Your goal => Return exactly the lines of the records below, starting at the line that contains "F: Future<Output = Result<T, ProviderError>>" and ending at the line that contains "return match joined", with both of those lines kept.

********

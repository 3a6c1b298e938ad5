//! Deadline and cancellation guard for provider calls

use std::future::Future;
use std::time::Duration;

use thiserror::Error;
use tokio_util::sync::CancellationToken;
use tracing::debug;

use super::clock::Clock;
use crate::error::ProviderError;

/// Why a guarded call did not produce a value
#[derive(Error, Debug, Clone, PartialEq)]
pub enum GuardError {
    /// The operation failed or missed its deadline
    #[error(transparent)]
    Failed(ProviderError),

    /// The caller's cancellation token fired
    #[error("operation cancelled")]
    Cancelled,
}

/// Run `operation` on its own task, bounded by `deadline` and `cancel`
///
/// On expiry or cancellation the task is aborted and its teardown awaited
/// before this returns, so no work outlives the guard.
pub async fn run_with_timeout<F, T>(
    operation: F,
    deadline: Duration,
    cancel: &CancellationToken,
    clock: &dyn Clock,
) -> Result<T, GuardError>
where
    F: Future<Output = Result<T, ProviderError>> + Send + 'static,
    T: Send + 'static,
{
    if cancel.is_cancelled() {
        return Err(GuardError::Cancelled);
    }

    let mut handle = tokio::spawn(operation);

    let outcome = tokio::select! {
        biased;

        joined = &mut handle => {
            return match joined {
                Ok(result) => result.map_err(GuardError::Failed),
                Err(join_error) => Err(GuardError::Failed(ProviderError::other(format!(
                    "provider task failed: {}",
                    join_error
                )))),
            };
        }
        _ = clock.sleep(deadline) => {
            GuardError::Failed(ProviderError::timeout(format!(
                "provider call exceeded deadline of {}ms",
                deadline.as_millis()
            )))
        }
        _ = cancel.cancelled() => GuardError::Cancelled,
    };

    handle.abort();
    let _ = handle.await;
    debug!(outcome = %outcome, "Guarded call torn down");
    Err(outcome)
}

********

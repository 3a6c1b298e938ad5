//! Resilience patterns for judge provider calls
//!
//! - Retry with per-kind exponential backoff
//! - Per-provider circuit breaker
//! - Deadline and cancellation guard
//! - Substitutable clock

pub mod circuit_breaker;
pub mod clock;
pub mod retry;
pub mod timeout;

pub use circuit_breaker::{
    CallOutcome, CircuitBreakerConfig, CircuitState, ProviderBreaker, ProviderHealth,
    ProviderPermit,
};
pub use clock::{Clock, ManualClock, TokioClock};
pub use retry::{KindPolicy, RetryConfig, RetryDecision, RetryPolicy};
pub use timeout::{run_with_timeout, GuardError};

********

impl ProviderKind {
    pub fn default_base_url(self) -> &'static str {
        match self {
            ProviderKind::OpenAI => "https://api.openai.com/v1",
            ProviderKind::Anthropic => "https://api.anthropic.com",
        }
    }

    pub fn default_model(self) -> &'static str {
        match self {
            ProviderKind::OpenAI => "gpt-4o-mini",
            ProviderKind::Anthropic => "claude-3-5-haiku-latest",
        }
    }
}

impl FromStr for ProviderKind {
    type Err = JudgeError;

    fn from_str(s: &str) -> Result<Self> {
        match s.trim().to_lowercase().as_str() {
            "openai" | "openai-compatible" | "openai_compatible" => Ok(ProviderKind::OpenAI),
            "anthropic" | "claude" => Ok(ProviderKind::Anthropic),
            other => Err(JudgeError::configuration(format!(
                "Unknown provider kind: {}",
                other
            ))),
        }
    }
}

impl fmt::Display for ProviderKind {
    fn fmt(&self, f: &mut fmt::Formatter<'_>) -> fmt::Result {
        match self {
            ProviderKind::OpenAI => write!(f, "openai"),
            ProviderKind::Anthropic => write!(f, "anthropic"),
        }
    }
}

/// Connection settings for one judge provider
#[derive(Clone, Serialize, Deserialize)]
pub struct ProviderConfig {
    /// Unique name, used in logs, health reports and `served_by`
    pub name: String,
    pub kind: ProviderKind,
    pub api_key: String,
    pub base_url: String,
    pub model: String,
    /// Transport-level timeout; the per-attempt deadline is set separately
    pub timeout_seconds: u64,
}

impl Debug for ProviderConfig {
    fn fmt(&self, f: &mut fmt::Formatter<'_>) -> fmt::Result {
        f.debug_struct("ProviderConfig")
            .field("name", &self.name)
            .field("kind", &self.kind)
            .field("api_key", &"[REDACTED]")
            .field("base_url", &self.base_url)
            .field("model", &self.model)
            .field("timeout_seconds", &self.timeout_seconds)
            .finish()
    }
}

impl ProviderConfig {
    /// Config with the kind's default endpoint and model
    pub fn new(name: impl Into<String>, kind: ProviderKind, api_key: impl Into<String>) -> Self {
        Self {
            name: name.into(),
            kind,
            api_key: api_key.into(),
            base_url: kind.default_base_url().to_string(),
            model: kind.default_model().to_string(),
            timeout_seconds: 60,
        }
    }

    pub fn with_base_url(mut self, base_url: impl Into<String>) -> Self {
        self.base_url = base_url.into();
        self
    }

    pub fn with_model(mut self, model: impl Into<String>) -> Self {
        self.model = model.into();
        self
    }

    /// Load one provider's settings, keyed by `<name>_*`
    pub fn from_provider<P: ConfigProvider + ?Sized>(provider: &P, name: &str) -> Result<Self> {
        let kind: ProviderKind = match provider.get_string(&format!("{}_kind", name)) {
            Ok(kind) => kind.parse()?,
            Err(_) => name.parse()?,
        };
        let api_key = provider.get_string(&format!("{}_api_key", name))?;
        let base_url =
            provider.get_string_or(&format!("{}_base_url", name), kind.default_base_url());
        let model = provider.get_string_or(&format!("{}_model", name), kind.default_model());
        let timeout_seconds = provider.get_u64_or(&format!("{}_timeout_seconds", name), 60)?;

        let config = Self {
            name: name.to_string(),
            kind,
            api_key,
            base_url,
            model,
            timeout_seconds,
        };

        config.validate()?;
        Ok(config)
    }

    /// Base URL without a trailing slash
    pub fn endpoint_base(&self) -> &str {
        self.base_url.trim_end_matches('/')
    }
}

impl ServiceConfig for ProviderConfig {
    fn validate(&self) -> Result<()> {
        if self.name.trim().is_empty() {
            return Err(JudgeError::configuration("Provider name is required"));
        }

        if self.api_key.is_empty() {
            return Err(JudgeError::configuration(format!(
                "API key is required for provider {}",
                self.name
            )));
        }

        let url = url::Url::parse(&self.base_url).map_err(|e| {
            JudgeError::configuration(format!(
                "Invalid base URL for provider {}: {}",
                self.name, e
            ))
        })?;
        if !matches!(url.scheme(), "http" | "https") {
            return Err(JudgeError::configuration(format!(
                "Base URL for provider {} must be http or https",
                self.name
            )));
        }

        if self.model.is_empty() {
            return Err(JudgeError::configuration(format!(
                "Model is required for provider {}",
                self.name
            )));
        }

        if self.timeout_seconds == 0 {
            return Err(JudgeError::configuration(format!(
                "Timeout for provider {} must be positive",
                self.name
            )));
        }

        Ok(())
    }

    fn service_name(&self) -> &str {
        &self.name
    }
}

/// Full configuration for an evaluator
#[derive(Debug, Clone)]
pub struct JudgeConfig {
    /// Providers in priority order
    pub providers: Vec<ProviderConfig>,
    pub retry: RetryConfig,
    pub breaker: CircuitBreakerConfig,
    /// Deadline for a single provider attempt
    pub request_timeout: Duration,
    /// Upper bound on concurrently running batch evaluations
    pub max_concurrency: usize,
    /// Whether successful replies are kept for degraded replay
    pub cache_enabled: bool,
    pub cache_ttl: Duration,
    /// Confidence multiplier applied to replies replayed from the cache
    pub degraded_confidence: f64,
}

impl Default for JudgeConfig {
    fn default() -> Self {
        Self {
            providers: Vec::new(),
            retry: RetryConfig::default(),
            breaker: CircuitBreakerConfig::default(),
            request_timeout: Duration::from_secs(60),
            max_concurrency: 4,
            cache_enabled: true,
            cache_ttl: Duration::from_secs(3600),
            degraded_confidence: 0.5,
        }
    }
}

********

Result =>
    F: Future<Output = Result<T, ProviderError>> + Send + 'static,
    T: Send + 'static,
{
    if cancel.is_cancelled() {
        return Err(GuardError::Cancelled);
    }

    let mut handle = tokio::spawn(operation);

    let outcome = tokio::select! {
        biased;

        joined = &mut handle => {
            return match joined {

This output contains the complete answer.